The one downside of review sites is that negative reviews can hamper your ability to generate conversions; after all, no customer is going to buy a product after they have just read reviews that detail the many ways in which the product in question is poor. To counter this issue, it’s usually best to create a review site where you choose the products or services that are reviewed, and compile the reviews yourself. TripAdvisor.co.uk, for example, use customer-generated reviews, but this can be unreliable; by writing your own reviews, you can focus on products and services that are worth buying, which should lead to beneficial conversions.
6) Blogs and sites on a specific niche
Much of the process of running an affiliate site requires an understanding of customers want.
With the types of affiliate sites mentioned thus far, customer understanding is presented in rather broad strokes: knowing that customers want to find a good deal, collect cashback, or buy products and services that are considered to be beneficial.
You can, however, create a website that focuses on a small group of customers, catering to niche needs. You then add affiliate links to your content to generate revenue. Here’s how it works in practice:
- You create a blog specifically aimed at people in a certain niche, for example the website UK Air Dates above focuses on people who watch TV in the UK.
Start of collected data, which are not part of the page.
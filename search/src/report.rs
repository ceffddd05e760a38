//! `SearchReport`: the path plus why and how the search stopped.
//!
//! The path is the external contract; termination reason and counters are
//! diagnostics. Canonical JSON encodes costs as integer thousandths
//! (`*_milli`) because the canonicalizer rejects floats.

use gridwalk_kernel::grid::cell::Cell;
use gridwalk_kernel::proof::canon::{canonical_json_bytes, to_milli, CanonError};
use gridwalk_kernel::proof::hash::{canonical_hash, ContentHash, HashDomain};

use crate::error::SearchError;
use crate::node::PathNode;
use crate::policy::SearchPolicy;

/// Why the search stopped.
#[derive(Debug, Clone, Copy, PartialEq, Eq)]
pub enum TerminationReason {
    /// The destination was popped as the current node; the path is non-empty.
    DestinationReached,
    /// The destination cell is not walkable. No expansion happened.
    DestinationBlocked,
    /// Every reachable cell was expanded without reaching the destination.
    FrontierExhausted,
    /// `max_expansions` was hit before the destination was reached.
    ExpansionBudgetExceeded,
}

impl TerminationReason {
    /// Stable snake-case name used in JSON and log lines.
    #[must_use]
    pub fn as_str(self) -> &'static str {
        match self {
            Self::DestinationReached => "destination_reached",
            Self::DestinationBlocked => "destination_blocked",
            Self::FrontierExhausted => "frontier_exhausted",
            Self::ExpansionBudgetExceeded => "expansion_budget_exceeded",
        }
    }
}

/// Counters collected during one search.
#[derive(Debug, Clone, Copy, PartialEq, Eq, Default)]
pub struct SearchStats {
    /// Nodes expanded (neighbour generation performed).
    pub expansions: u64,
    /// Nodes ever created, start node included.
    pub discovered: u64,
    /// Times an existing node received a strictly cheaper route.
    pub cost_improvements: u64,
    /// Superseded frontier entries dropped on pop.
    pub stale_entries_skipped: u64,
    /// Largest frontier size seen.
    pub frontier_high_water: u64,
}

/// Result of [`PathSearchEngine::search_with_report`](crate::search::PathSearchEngine::search_with_report).
#[derive(Debug, Clone)]
pub struct SearchReport {
    pub start: Cell,
    pub destination: Cell,
    pub policy: SearchPolicy,
    pub termination: TerminationReason,
    /// Start-to-destination waypoints; empty unless the destination was reached.
    pub path: Vec<PathNode>,
    /// Cells in the order they were expanded.
    pub expanded: Vec<Cell>,
    pub stats: SearchStats,
}

impl SearchReport {
    /// `true` if a path was found.
    #[must_use]
    pub fn is_destination_reached(&self) -> bool {
        self.termination == TerminationReason::DestinationReached
    }

    /// Accumulated cost of the found path, if any.
    #[must_use]
    pub fn path_cost(&self) -> Option<f32> {
        self.path.last().map(|n| n.distance_to_start)
    }

    /// Split into path or typed failure.
    ///
    /// # Errors
    ///
    /// Returns [`SearchError::SearchBudgetExhausted`] when the expansion
    /// ceiling stopped the search, [`SearchError::NoPathFound`] for the
    /// other failure reasons.
    pub fn into_result(self) -> Result<Vec<PathNode>, SearchError> {
        match self.termination {
            TerminationReason::DestinationReached => Ok(self.path),
            TerminationReason::ExpansionBudgetExceeded => Err(SearchError::SearchBudgetExhausted {
                expansions: self.stats.expansions,
            }),
            reason => Err(SearchError::NoPathFound { reason }),
        }
    }

    /// Serialize to canonical JSON bytes.
    ///
    /// # Errors
    ///
    /// Returns [`CanonError`] if serialization fails.
    pub fn to_canonical_json_bytes(&self) -> Result<Vec<u8>, CanonError> {
        canonical_json_bytes(&self.to_json_value())
    }

    /// Content hash of the canonical JSON under [`HashDomain::SearchReport`].
    ///
    /// # Errors
    ///
    /// Returns [`CanonError`] if serialization fails.
    pub fn digest(&self) -> Result<ContentHash, CanonError> {
        let bytes = self.to_canonical_json_bytes()?;
        Ok(canonical_hash(HashDomain::SearchReport, &bytes))
    }

    fn to_json_value(&self) -> serde_json::Value {
        serde_json::json!({
            "destination": cell_to_json(self.destination),
            "expanded": self.expanded.iter().copied().map(cell_to_json).collect::<Vec<_>>(),
            "path": self.path.iter().map(path_node_to_json).collect::<Vec<_>>(),
            "policy": self.policy.to_json(),
            "start": cell_to_json(self.start),
            "stats": stats_to_json(&self.stats),
            "termination_reason": self.termination.as_str(),
        })
    }
}

/// `[x, y]` pair.
#[must_use]
pub fn cell_to_json(cell: Cell) -> serde_json::Value {
    serde_json::json!([cell.x, cell.y])
}

/// Waypoint with fixed-point costs.
#[must_use]
pub fn path_node_to_json(node: &PathNode) -> serde_json::Value {
    serde_json::json!({
        "distance_to_end_milli": to_milli(node.distance_to_end),
        "distance_to_start_milli": to_milli(node.distance_to_start),
        "x": node.x,
        "y": node.y,
    })
}

fn stats_to_json(stats: &SearchStats) -> serde_json::Value {
    serde_json::json!({
        "cost_improvements": stats.cost_improvements,
        "discovered": stats.discovered,
        "expansions": stats.expansions,
        "frontier_high_water": stats.frontier_high_water,
        "stale_entries_skipped": stats.stale_entries_skipped,
    })
}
- You write a post about that niche, the website above writes articles about TV news and upcoming TV premiere dates.
- You partner with a merchant or affiliate network that provides TV related affiliate programs. These might be to buy TV box sets, subscribe to TV streaming services or even to buy broadband and TV packages.
- You add affiliate links to your content, for example on the above website on TV listings they provide links to where the TV series can be watched online. Some of these being affiliate links.
- You earn commission if someone clicks on one of these links in your content and makes a purchase or conversion depending on the type of affiliate campaign you are running.
This affiliate website example is undoubtedly harder in some ways than the others on this list. You will need to immerse yourself in the subject, researching what customers who are interested in the area want and need, and then create content that suits them. However, niche blogs and relevant affiliate links can produce results, so they are an option well worth considering.
This type of affiliate can often generate the highest quality of traffic as well, where as a cashback or voucher site might simply be a potential customer checking out if there are any discounts just before making a purchase.
By setting up an affiliate site, you generate revenue from existing companies and brands in the form of commission. This is arguably far simpler than trying to create your own customer base to and have to make your own product to sell to the customer base. Your main focus will instead be on driving traffic to your site, which is then referred on to the merchant site. This means that you can focus on traffic generation and conversions, and let the merchant deal with the customers directly. Your life is far simpler as a result, but still generates the profits that you need to succeed.